From the line containing "pub async fn" down to the line containing "match state.radar.radar(nation, &month).await" in the records below, reproduce every line exactly, ends included, and omit all others.
────────────────
//! 상승 모델 레이더 endpoint.
//!
//! `GET /api/radar?month=YYYY-MM&nation=domestic|import`

use axum::{
    extract::{Query, State},
    routing::get,
    Json, Router,
};
use radar_core::{Month, Nation, RadarResponse};
use serde::Deserialize;
use std::sync::Arc;
use tracing::error;
use utoipa::IntoParams;

use crate::error::{internal_error, invalid_query, ApiErrorResponse, ApiResult, FieldError};
use crate::state::AppState;

/// 레이더 조회 쿼리.
///
/// 검증 오류를 필드 단위로 모으기 위해 문자열로 받습니다.
#[derive(Debug, Deserialize, IntoParams)]
#[into_params(parameter_in = Query)]
pub struct RadarQuery {
    /// 집계 월 (YYYY-MM)
    #[param(example = "2025-03")]
    pub month: Option<String>,
    /// 국산/수입 구분 (domestic | import)
    #[param(example = "domestic")]
    pub nation: Option<String>,
}

impl RadarQuery {
    /// 쿼리를 검증합니다. 실패하면 모든 필드 오류를 반환합니다.
    pub fn validate(&self) -> Result<(Month, Nation), Vec<FieldError>> {
        let mut errors = Vec::new();

        let month = match self.month.as_deref() {
            None | Some("") => {
                errors.push(FieldError::new("month", "Required"));
                None
            }
            Some(raw) => match raw.parse::<Month>() {
                Ok(month) => Some(month),
                Err(_) => {
                    errors.push(FieldError::new("month", "Invalid month format (YYYY-MM)"));
                    None
                }
            },
        };

        let nation = match self.nation.as_deref() {
            None | Some("") => {
                errors.push(FieldError::new("nation", "Required"));
                None
            }
            Some(raw) => match raw.parse::<Nation>() {
                Ok(nation) => Some(nation),
                Err(_) => {
                    errors.push(FieldError::new(
                        "nation",
                        "Invalid enum value. Expected 'domestic' | 'import'",
                    ));
                    None
                }
            },
        };

        match (month, nation) {
            (Some(month), Some(nation)) => Ok((month, nation)),
            _ => Err(errors),
        }
    }
}

/// 점수 순 레이더 응답.
#[utoipa::path(
    get,
    path = "/api/radar",
    tag = "radar",
    params(RadarQuery),
    responses(
        (status = 200, description = "점수 순 모델 목록", body = RadarResponse),
        (status = 400, description = "쿼리 검증 실패", body = ApiErrorResponse),
        (status = 500, description = "데이터 조회 실패", body = ApiErrorResponse)
    )
)]
pub async fn get_radar(
    State(state): State<Arc<AppState>>,
    Query(query): Query<RadarQuery>,
) -> ApiResult<Json<RadarResponse>> {
    let (month, nation) = query.validate().map_err(|details| invalid_query(&details))?;

    match state.radar.radar(nation, &month).await {
        Ok(response) => Ok(Json(response)),
        Err(e) => {
            error!(nation = %nation, month = %month, error = %e, "Radar API error");
            Err(internal_error("Failed to fetch radar data"))
        }
    }
}

/// 레이더 라우터 생성.
pub fn radar_router() -> Router<Arc<AppState>> {
    Router::new().route("/", get(get_radar))
}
────────────────
> _YOUR SOLUTION_:
pub async fn get_radar(
    State(state): State<Arc<AppState>>,
    Query(query): Query<RadarQuery>,
) -> ApiResult<Json<RadarResponse>> {
    let (month, nation) = query.validate().map_err(|details| invalid_query(&details))?;

    match state.radar.radar(nation, &month).await {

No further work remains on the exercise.